We had an after school nanny at that age and DC were fine with it. She was young (19, over from Australia for a couple of years). She was in some ways more like a big sister. They really missed her when she left. Our previous nanny had been with us since they were little and although they adored her, they definitely preferred someone more big sister like when they got older.

Once he has been at senior school a term or two you/he may well decide he would be fine on his own - they become independent very quickly.

Have you thought about school hols?

whereiscaroline Wed 01-Feb-17 20:03:30

Thank you. I had thought of an au pair but firstly I don't think we have enough space at home (small-ish mid-terrace with only spare room a box room), and secondly the thought of having to spend time "re-recruiting" every year or so fills me with dread!

A housekeeper with childcare duties could be another avenue to explore, thank you. Would a housekeeper usually work for 16 hours a week though? (Excuse my naïvety!)

AndNowItsSeven Wed 01-Feb-17 20:03:51

Unless your ds has speacial needs why would he need a nanny in his Walgreens?

whereiscaroline Wed 01-Feb-17 20:04:59

Whyohwine my goodness I hadn't even considered school holidays! blush <bangs own head off wall>

whereiscaroline Wed 01-Feb-17 20:06:09

andnowitsseven In his Walgreens?

AndNowItsSeven Wed 01-Feb-17 20:08:53

Early teens blush

whereiscaroline Wed 01-Feb-17 20:12:30

Oh! grin

Perhaps he won't need a nanny come early teens, it's just 4 hours seemed a very long time to be alone after school, even for a teenager.

ImperialBlether Wed 01-Feb-17 20:14:43

I rang the local high school and asked them if any of the sixth formers (first year) wanted the job - they had to pick up from school, walk home, cook tea and do homework. It worked out really well.

whereiscaroline Wed 01-Feb-17 20:18:32

ImperialBlether, another idea, thank you. How much did you pay them, out of curiosity? Also, (how) did you "vet" them?

Crumbs1 Wed 01-Feb-17 20:29:46

I'm trying to remember what she worked - must have been around 12 hours a week, I think. She was generally very happy to do more hours particularly after she became 'part of the family'. She took great pride in organising us and 'sorting things out' and confessed to pretending it was her house and family sometimes. She looked after the older three when twins were born too. I trusted her totally and simply would not have coped in the twins early days without her. We just sort of worked together almost as friends rather than employer and employee. Her children had flown the nest so it filled a need for both of us.

ImperialBlether Wed 01-Feb-17 20:45:19

I wanted a girl (it was a mixed school.) I wanted someone who was starting sixth form, so we got two years' employment. I spoke to the head of sixth form and she recommended two girls immediately - said they were taking a health and social care qualification, helped out at all school events, never had a detention or anything like that and wanted to be primary teachers, so wanted to work with young children. They weren't working anywhere else, either.

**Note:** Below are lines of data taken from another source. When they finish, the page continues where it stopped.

// Copyright © 2025 rustmailer.com
// Licensed under RustMailer License Agreement v1.0
// Unauthorized copying, modification, or distribution is prohibited.

//! Multi-row writes.
//!
//! Every state change that touches more than one row is collected into a
//! [`WriteBatch`] and committed as one conditional transaction, so a thread and
//! its members never disagree about membership.

use chrono::Utc;
use tracing::debug;

use crate::modules::{
    attribute::{AttributeValue, Item},
    database::{schema::*, Condition, MetadataStore, TransactItem, Update, UpdateAction},
    error::MailboxResult,
    format::{format_date_time, format_rfc3339, EmailType},
    thread::resolver::ThreadDecision,
};


#[derive(Debug, Default)]
pub struct WriteBatch {
    actions: Vec<TransactItem>,
}

impl WriteBatch {
    pub fn new() -> Self {
        Self::default()
    }

    pub fn push(&mut self, action: TransactItem) {
        self.actions.push(action);
    }

    pub fn len(&self) -> usize {
        self.actions.len()
    }

    pub fn is_empty(&self) -> bool {
        self.actions.is_empty()
    }

    pub fn actions(&self) -> &[TransactItem] {
        &self.actions
    }

    /// Adds the writes that store the new email `item` under `decision`.
    ///
    /// The email is only written when its key is free.
    pub fn insert_email(&mut self, decision: &ThreadDecision, mut item: Item) {
        let message_id = match item.get(MESSAGE_ID).and_then(AttributeValue::as_s) {
            Some(id) => id.to_string(),
            None => String::new(),
        };
        let now = format_rfc3339(&Utc::now());
        let new_email = Condition::not_exists(MESSAGE_ID);

        match decision {
            ThreadDecision::None => {
                self.push(TransactItem::put(item, Some(new_email)));
            }
            ThreadDecision::Exists {
                thread_id,
                previous_message_id,
            } => {
                item.insert(THREAD_ID.into(), thread_id.as_str().into());
                item.insert(IS_THREAD_LATEST.into(), true.into());
                self.push(TransactItem::put(item, Some(new_email)));
                self.push(TransactItem::update(
                    thread_id,
                    Update::new()
                        .append(EMAIL_IDS, vec![message_id.as_str().into()])
                        .set(TIME_UPDATED, now),
                    Some(
                        Condition::exists(MESSAGE_ID)
                            .and(Condition::begins_with(TYPE_YEAR_MONTH, EmailType::Thread.prefix())),
                    ),
                ));
                self.push(TransactItem::update(
                    previous_message_id,
                    Update::new().remove(IS_THREAD_LATEST),
                    Some(Condition::exists(MESSAGE_ID)),
                ));
            }
            ThreadDecision::Create {
                thread_id,
                creating_email_id,
                creating_subject,
                creating_time,
            } => {
                self.push(TransactItem::update(
                    creating_email_id,
                    Update::new().set(THREAD_ID, thread_id.as_str()),
                    Some(Condition::not_exists(THREAD_ID).and(Condition::exists(MESSAGE_ID))),
                ));
                item.insert(THREAD_ID.into(), thread_id.as_str().into());
                item.insert(IS_THREAD_LATEST.into(), true.into());
                self.push(TransactItem::put(item, Some(new_email)));

                let mut thread = Item::new();
                thread.insert(MESSAGE_ID.into(), thread_id.as_str().into());
                thread.insert(
                    TYPE_YEAR_MONTH.into(),
                    EmailType::Thread.type_year_month(creating_time).into(),
                );
                thread.insert(DATE_TIME.into(), format_date_time(creating_time).into());
                thread.insert(SUBJECT.into(), creating_subject.as_str().into());
                thread.insert(
                    EMAIL_IDS.into(),
                    AttributeValue::string_list([creating_email_id.as_str(), message_id.as_str()]),
                );
                thread.insert(TIME_UPDATED.into(), now.into());
                self.push(TransactItem::put(
                    thread,
                    Some(Condition::not_exists(MESSAGE_ID)),
                ));
            }
        }
    }

    /// Clears the `DraftID` slot of `thread_id` while it still names `draft_id`,
    /// folding into an update of that thread already in the batch.
    pub fn release_draft(&mut self, thread_id: &str, draft_id: &str) {
        let owned = Condition::equals(DRAFT_ID, draft_id);
        for action in self.actions.iter_mut() {
            if let TransactItem::Update {
                message_id,
                update,
                condition,
            } = action
            {
                if message_id == thread_id {
                    update
                        .actions
                        .push(UpdateAction::Remove(DRAFT_ID.to_string()));
                    *condition = Some(match condition.take() {
                        Some(existing) => existing.and(owned),
                        None => owned,
                    });
                    return;
                }
            }
        }
        self.push(TransactItem::update(
            thread_id,
            Update::new().remove(DRAFT_ID),
            Some(owned),
        ));
    }

    /// Commits the batch. A lone put is written as a single conditional put.
    pub async fn commit(mut self, store: &dyn MetadataStore) -> MailboxResult<()> {
        debug!("Committing {} write(s)", self.actions.len());
        match self.actions.as_slice() {
            [] => Ok(()),
            [TransactItem::Put { .. }] => match self.actions.pop() {
                Some(TransactItem::Put { item, condition }) => store.put_item(item, condition).await,
                _ => Ok(()),
            },
            _ => store.transact_write(self.actions).await,
        }
    }
}
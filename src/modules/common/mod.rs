// Copyright © 2025 rustmailer.com
// Licensed under RustMailer License Agreement v1.0
// Unauthorized copying, modification, or distribution is prohibited.

use super::error::code::ErrorCode;
use super::error::MailboxError;
use poem::error::ResponseError;
use poem::Body;
use poem::{http::StatusCode, Error, Response};
use tracing::error;

pub mod error;
pub mod log;
pub mod rustls;
pub mod timeout;

#[inline]
pub fn create_api_error_response(message: &str, code: ErrorCode) -> Error {
    MailboxError::Generic {
        message: message.into(),
        location: snafu::Location::default(),
        code,
    }
    .into()
}

impl ResponseError for MailboxError {
    fn status(&self) -> StatusCode {
        self.code().status()
    }

    fn as_response(&self) -> Response
    where
        Self: std::error::Error + Send + Sync + 'static,
    {
        let code = self.code();
        if code.status().is_server_error() {
            error!(
                error_code = code as u32,
                error_message = %self,
                error_location = ?self.location()
            );
        }
        Response::builder()
            .status(self.status())
            .body(
                Body::from_json(serde_json::json!({ "message": self.to_string() }))
                    .unwrap_or_else(|_| Body::empty()),
            )
    }
}
// Copyright © 2025 rustmailer.com
// Licensed under RustMailer License Agreement v1.0
// Unauthorized copying, modification, or distribution is prohibited.

//! In-process fakes for operation tests.

use std::sync::{Arc, Mutex};

use async_trait::async_trait;
use tempfile::TempDir;

use crate::{
    modules::{
        context::{Env, MailboxContext},
        database::{manager::DatabaseManager, table::NativeTable},
        envelope::text::GenerateText,
        error::{code::ErrorCode, MailboxResult},
        hook::{
            events::{EventAction, EventKind, MailboxEvent},
            Notifier,
        },
        smtp::{build_message, generate_message_id, Mailer, OutboundEmail, SentMessage},
        storage::DiskBlobStore,
    },
    raise_error,
};

pub const TEST_DOMAIN: &str = "us-west-2.amazonses.com";

/// Keeps every event it is given.
#[derive(Default)]
pub struct RecordingNotifier {
    events: Mutex<Vec<MailboxEvent>>,
}

impl RecordingNotifier {
    pub fn events(&self) -> Vec<MailboxEvent> {
        self.events.lock().unwrap().clone()
    }

    /// `(kind, action, id)` triples, oldest first.
    pub fn summary(&self) -> Vec<(EventKind, EventAction, String)> {
        self.events()
            .into_iter()
            .map(|e| {
                let id = e.target_id().to_string();
                (e.event, e.action, id)
            })
            .collect()
    }

    pub fn clear(&self) {
        self.events.lock().unwrap().clear();
    }
}

#[async_trait]
impl Notifier for RecordingNotifier {
    async fn notify(&self, event: &MailboxEvent) -> MailboxResult<()> {
        self.events.lock().unwrap().push(event.clone());
        Ok(())
    }
}

/// Accepts every message and hands out queued IDs (random ones once the queue is empty).
#[derive(Default)]
pub struct RecordingMailer {
    sent: Mutex<Vec<OutboundEmail>>,
    next_ids: Mutex<Vec<String>>,
    fail: Mutex<bool>,
}

impl RecordingMailer {
    pub fn push_id(&self, id: &str) {
        self.next_ids.lock().unwrap().push(id.to_string());
    }

    pub fn fail_next(&self, fail: bool) {
        *self.fail.lock().unwrap() = fail;
    }

    pub fn sent(&self) -> Vec<OutboundEmail> {
        self.sent.lock().unwrap().clone()
    }
}

#[async_trait]
impl Mailer for RecordingMailer {
    async fn send(&self, email: &OutboundEmail) -> MailboxResult<SentMessage> {
        if *self.fail.lock().unwrap() {
            return Err(raise_error!(
                "connection refused".into(),
                ErrorCode::MailerFailed
            ));
        }
        let message_id = {
            let mut ids = self.next_ids.lock().unwrap();
            if ids.is_empty() {
                generate_message_id()
            } else {
                ids.remove(0)
            }
        };
        let raw = build_message(email, &message_id, TEST_DOMAIN)
            .write_to_vec()
            .map_err(|e| raise_error!(format!("{:#?}", e), ErrorCode::InternalError))?;
        self.sent.lock().unwrap().push(email.clone());
        Ok(SentMessage {
            original_message_id: format!("<{}@{}>", message_id, TEST_DOMAIN),
            message_id,
            raw,
        })
    }
}

pub fn test_env() -> Env {
    Env {
        region: "us-west-2".into(),
        table_name: "mailbox-test".into(),
        time_index: "TimeIndex".into(),
        original_index: "OriginalMessageIDIndex".into(),
        bucket: "mailbox-test-raw".into(),
        queue: None,
        webhook_url: None,
        message_id_domain: TEST_DOMAIN.into(),
        generate_text: GenerateText::Auto,
    }
}

/// A context over an in-memory table and a temporary blob directory.
pub struct TestMailbox {
    pub ctx: MailboxContext,
    pub notifier: Arc<RecordingNotifier>,
    pub mailer: Arc<RecordingMailer>,
    _blob_dir: TempDir,
}

pub fn test_mailbox() -> TestMailbox {
    let env = test_env();
    let database = DatabaseManager::open_in_memory().unwrap();
    let store = NativeTable::new(database, &env.time_index, &env.original_index);
    let blob_dir = tempfile::tempdir().unwrap();
    let blobs = DiskBlobStore::new(blob_dir.path());
    let notifier = Arc::new(RecordingNotifier::default());
    let mailer = Arc::new(RecordingMailer::default());
    let ctx = MailboxContext::new(
        env,
        Arc::new(store),
        Arc::new(blobs),
        mailer.clone(),
        notifier.clone(),
    );
    TestMailbox {
        ctx,
        notifier,
        mailer,
        _blob_dir: blob_dir,
    }
}

/// A minimal plain-text message.
pub fn raw_message(header_id: &str, in_reply_to: Option<&str>, subject: &str) -> String {
    let mut raw = format!(
        "From: Bob <bob@example.com>\r\n\
To: alice@example.com\r\n\
Subject: {}\r\n\
Message-ID: {}\r\n\
Date: Tue, 05 Mar 2024 12:00:00 +0000\r\n",
        subject, header_id
    );
    if let Some(parent) = in_reply_to {
        raw.push_str(&format!("In-Reply-To: {}\r\nReferences: {}\r\n", parent, parent));
    }
    raw.push_str("Content-Type: text/plain; charset=utf-8\r\n\r\nHello\r\n");
    raw
}

/// Stores `raw` under `message_id` and runs ingestion for it.
pub async fn deliver(mailbox: &TestMailbox, message_id: &str, raw: &str, timestamp: &str) {
    use crate::modules::{envelope::InboundMail, message::ingest::ingest_mail};

    mailbox
        .ctx
        .blobs
        .put(message_id, raw.as_bytes())
        .await
        .unwrap();
    let mail = InboundMail {
        message_id: message_id.into(),
        timestamp: timestamp.into(),
        source: "bob@example.com".into(),
        destination: vec!["alice@example.com".into()],
        ..Default::default()
    };
    ingest_mail(&mailbox.ctx, &mail).await.unwrap();
}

So they both came along and said they lived in the same road (I had to drive them home, which was the only disadvantage) and asked whether they could do it together for the same pay. I paid them the NMW for an adult, though they were only 16 at the start. That meant if they worked alone (which sometimes they had to) they earned more than they would in Tesco, but if they worked together they weren't too badly off. They had tea with the children, too - I wanted that. They were great, especially with their homework, and it meant when I came home everything was done (apart from the lift.)

HelenDenver Wed 01-Feb-17 20:52:49

Can he go to afterschool club then walk home after, or is school too far to walk/bike?